My opinion is, being idealistic to the point of “Should the pet food company or pet supply company be found later not to be the cause, they should count their blessings and feel good…” is stretching it pretty far. There has to be fair consideration for facts and unsubstantiated claims. As she states correctly, the damage of unsubstantiated claims can be serious. so serious that it can ruin especially a small business. The business which typically does not have a recall problem and does not import ingredients from China, the business which does very often everything right. So I’d say we should not expect them to capitulate because we as pet owners feel sorry about ourselves based on an unsubstantiated claim. Another good example would be the current stories surrounding DogsWell. (FDA and DogsWell Breathies Chicken Treats for Dogs: More pro’s and con’s of information sharing on the Internet) Now should we expect DogsWell to cave in and just in order to be on the safe side recall or stop selling its products concerned in the case? Because of a mistake made by the FDA? And with regards to whether pet owners will remember who was naughty or nice, it is a fact that mass marketed pet foods still are being sold without too many losses since 2007. Despite the fact that they continue to show up on recall lists. The smaller brands are loosing business because they are more costly. Pet owners, like we all do, unfortunately forget too fast. Like the fact that the smaller brand is the good one. For their very own, possibly economical reasons they revert back to buying the bad guys’ products, the ones who are famous for a lot of reasons, except a good one. Therefore this argument does not count.
Here is an idea: How about sticking to the truth and nothing but the truth?

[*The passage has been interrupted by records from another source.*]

//! Customer party model shared by fields 50 and 59
//!
//! The variant is fixed at decode time: an option-A field carries a BIC,
//! a no-option/K field carries name and address lines.

use serde::{Deserialize, Serialize};

/// Ordering or beneficiary customer
#[derive(Debug, Clone, PartialEq, Serialize, Deserialize)]
#[serde(tag = "kind")]
pub enum Party {
    /// Identified by BIC, optionally with an account and name lines
    WithBic {
        #[serde(skip_serializing_if = "Option::is_none")]
        account: Option<String>,
        bic: String,
        name: Vec<String>,
    },
    /// Identified by name and address lines, optionally with an account
    NameAddress {
        #[serde(skip_serializing_if = "Option::is_none")]
        account: Option<String>,
        name: Vec<String>,
        address: Vec<String>,
    },
}

impl Party {
    pub fn account(&self) -> Option<&str> {
        match self {
            Party::WithBic { account, .. } | Party::NameAddress { account, .. } => {
                account.as_deref()
            }
        }
    }

    pub fn name_lines(&self) -> &[String] {
        match self {
            Party::WithBic { name, .. } | Party::NameAddress { name, .. } => name,
        }
    }

    pub fn address_lines(&self) -> &[String] {
        match self {
            Party::WithBic { .. } => &[],
            Party::NameAddress { address, .. } => address,
        }
    }

    pub fn bic(&self) -> Option<&str> {
        match self {
            Party::WithBic { bic, .. } => Some(bic),
            Party::NameAddress { .. } => None,
        }
    }

    /// Joined name, as screened by the sanctions hook
    pub fn display_name(&self) -> String {
        self.name_lines().join(" ")
    }
}

#[cfg(test)]
mod tests {
    use super::*;

    #[test]
    fn test_party_accessors() {
        let party = Party::NameAddress {
            account: Some("12345678".to_string()),
            name: vec!["ALICE".to_string()],
            address: vec!["1 MAIN ST".to_string()],
        };
        assert_eq!(party.account(), Some("12345678"));
        assert_eq!(party.display_name(), "ALICE");
        assert_eq!(party.bic(), None);
        assert_eq!(party.address_lines().len(), 1);

        let party = Party::WithBic {
            account: None,
            bic: "DEUTDEFF".to_string(),
            name: vec![],
        };
        assert_eq!(party.bic(), Some("DEUTDEFF"));
        assert!(party.address_lines().is_empty());
    }
}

That would really go a long way with and for everybody, regardless whether they make pet food, control pet food, sell pet food, buy pet food or, most important are our pets and eat pet food.
Another subject to the discussion was the question if the Australian government should get more involved by overseeing and stricter regulating the pet food industry which currently is pretty much self regulated. In the broadcast everybody felt more federal involvement is in order. I for my part say let’s look at our situation here in the US. We do have a FDA. We have AAFCO. We also had a disaster in 2007. Despite these organizations. Therefore, if structured in any shape or form like the current ones, I don’t see a lot of benefits coming out of it. The basic idea was a great one. Maybe the Australian government takes a good look as to what needs to be done to make such institutions effective and useful in a more realistic manner. And then our people could get together with their people and figure out how to do it right.